Saturday, September 10, 2011

The Trade Show

Modern Manners and the professional barter. Why do I roll my eyes at the idea of trade? Was I brought up on the Art of the Deal and too much Trump in the 80s, where things were dollar for dollar and dog eat dog? It's exciting, a job well done and check in hand. I don't really want to give you my cow for that handful of beans. Where's the fun in that? And I usually end up missing my cow and hating the beans. You know?

Trade is having a slithery renaissance of sorts. I feel like it has always been around in my chosen careers (food/bar, events and writing are targets for tab runners) but it's nearly preferred as a means to commerce these days what with all the blather about the rotten economy. But until we're ALL doing the Trade Dance? It's awkward. Or you're not doing it right. Or you don't have anything I want. No offense, but I don't want for anything really. And if I do want something, I'll just go and buy it. With the money you owe me.
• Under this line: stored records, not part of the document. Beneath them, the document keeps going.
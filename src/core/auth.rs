//! Employee check-in/check-out and admin credential handling.
//!
//! The admin password is stored and compared in plaintext. This mirrors
//! the existing deployments' data and is not a security boundary.

use crate::db::TrackerStore;
use crate::errors::{AppError, AppResult};
use crate::models::{Employee, EventType, NewLogEntry};
use crate::utils::{Clock, iso_timestamp};
use serde::Deserialize;

pub const INVALID_CREDENTIALS: &str = "Invalid credentials";
pub const INCORRECT_PASSWORD: &str = "Incorrect password";
pub const PASSWORD_TOO_SHORT: &str = "Password must be at least 6 characters.";
pub const MIN_PASSWORD_CHARS: usize = 6;

/// Body of `/api/login` and `/api/logout`.
#[derive(Debug, Clone, Default, Deserialize)]
pub struct EmployeeCredentials {
    #[serde(default)]
    pub emp_name: Option<String>,
    #[serde(default)]
    pub emp_id: Option<String>,
}

#[derive(Debug, Clone, Default, Deserialize)]
pub struct AdminLoginRequest {
    #[serde(default)]
    pub password: Option<String>,
}

#[derive(Debug, Clone, Default, Deserialize)]
pub struct PasswordChangeRequest {
    #[serde(default)]
    pub new_password: Option<String>,
}

pub struct AuthLogic;

impl AuthLogic {
    /// Look up the employee and append a `login` entry on success.
    ///
    /// The name is trimmed, the id trimmed and upper-cased before lookup.
    pub fn employee_login(
        store: &dyn TrackerStore,
        clock: &dyn Clock,
        creds: &EmployeeCredentials,
    ) -> AppResult<Employee> {
        let name = creds.emp_name.as_deref().unwrap_or("").trim();
        let id = creds.emp_id.as_deref().unwrap_or("").trim().to_uppercase();

        let Some(employee) = store.find_employee(name, &id)? else {
            return Err(AppError::Unauthorized(INVALID_CREDENTIALS.to_string()));
        };

        store.append_log(&NewLogEntry {
            employee_name: Some(employee.name.clone()),
            employee_id: Some(employee.id.clone()),
            event_type: EventType::Login,
            timestamp: iso_timestamp(&clock.now()),
        })?;

        Ok(employee)
    }

    /// Append a `logout` entry for whatever identity was sent.
    /// Nothing is checked against the employee table.
    pub fn employee_logout(
        store: &dyn TrackerStore,
        clock: &dyn Clock,
        creds: &EmployeeCredentials,
    ) -> AppResult<()> {
        store.append_log(&NewLogEntry {
            employee_name: creds.emp_name.clone(),
            employee_id: creds.emp_id.clone(),
            event_type: EventType::Logout,
            timestamp: iso_timestamp(&clock.now()),
        })
    }

    pub fn admin_login(store: &dyn TrackerStore, req: &AdminLoginRequest) -> AppResult<()> {
        let stored = store.admin_password()?;
        match (stored, req.password.as_deref()) {
            (Some(stored), Some(given)) if stored == given => Ok(()),
            _ => Err(AppError::Unauthorized(INCORRECT_PASSWORD.to_string())),
        }
    }

    /// Overwrite the admin password. No re-authentication is required.
    pub fn change_admin_password(
        store: &dyn TrackerStore,
        req: &PasswordChangeRequest,
    ) -> AppResult<()> {
        let new_password = match req.new_password.as_deref() {
            Some(p) if p.chars().count() >= MIN_PASSWORD_CHARS => p,
            _ => return Err(AppError::Validation(PASSWORD_TOO_SHORT.to_string())),
        };

        store.set_admin_password(new_password)
    }
}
I want to like barter. But it never feels good.  I always feels like you just took my car joyriding, ran it out of gas and drank my last bottle of Chateauneuf du Pape circa 1989, and said, hey no worries, I'll make it up to ya! And then six months later you buy me a lite beer and say, "we're square right?"

So let's do this. When you work for me, I'll pay you. When I work for you, you pay me.

Or how about this. We make it work for both of us. Up front. Maybe I have a broken down riding lawn mower that has cost me $400 and STILL doesn't work. And maybe you like broke ass lawn equipment like sexy Luis the treeman, and you actually want the thing. Gonna tow it on outta here. Save me from taking a baseball bat to it. And although it is JUNK to me, it wasn't free. So how to negotiate? Well, Luis has a few things I want. But I try not to trade mowers for that because it makes me feel dirty. So he'll cut down a couple of dead trees and make me three winters worth of firewood. We are even.

Also, when proposing trade like a Pilgrim to an Indian (here's some Whiskey, we'll take Louisiana) consider your history together. If we just met? Don't ask me to donate, exchange, appear, speak, cook, rumble, teach, paint or redo for the "exposure" of it. You don't know if I'm the Princess of Siam, quite frankly and it's insulting. Suggesting to anyone that you'll put them on the map, is just rude. There are a few people who can claim to give you exposure. Oprah, comes to mind. Reality tv for another. But you? Stop it.

Now, if you don't have money, be humble. I really want to do this ________ with you. But I'm strapped. All I have is this (full page ad in the NYTimes,  plane ticket, an audience with Spielberg, gift certificate at the Four Seasons, weekend at my beach house with a man harem) to offer you.  Are you cool with that? This is gracious behavior and allows me to keep my dignity while deciding if I want to make you my newest charity. But if you come at me all 'here's what I'm gonna do for you, I'm gonna let you work for me...and you'll get exposure.' Not. Listening.

The following footnote is my interior rant when presented with these most difficult situations. Mindfully, however, I would never say such a thing...good heavens, no. I just glaze over. And try to remember what my friend Sandy says about meetings gone wrong. Be a Quaker. Deflect. Keep your face pretty.

(So let me get this straight...I've been humpin' it in this business since you were in the 4th grade eating paste and pissing the bed at night and now you gonna give me exposure? I understand that maybe you were too young to have seen me in my pleasure dome moments, but let me give you some free advice small bear. Don't approach the elders like that. You'll. Never. Get. Anywhere. If you're lucky, we'll remember what we were like in our mid 20s (irritating and full of ourselves) but we'll see promise, take pity and let the professional fees slide. And trust me, your payment isn't going to make or break our lives one way or another. We've lost more in the stock market and real estate in the last 3 than you'll see in the next 20, so save your coupons Shaggy. Oh and do not delude yourself into thinking that you are going to save my career by bringing your pile of rag tag goofy over medicated friends around to check me out cuz they're just a bunch of freeloaders who think "networking" means hitting the cheese tray at "art openings". If I was an Ecstasy dealer, I'd want to meet your friends. So in short, if I'm not making any cash on this gig I'd rather lay on the couch at night with the gardener and the dog watching a marathon of Dexter, so I can get ideas on what I'm going to do to the next person who tries to pay with Exposure Bux. So, yea. I'll pass.)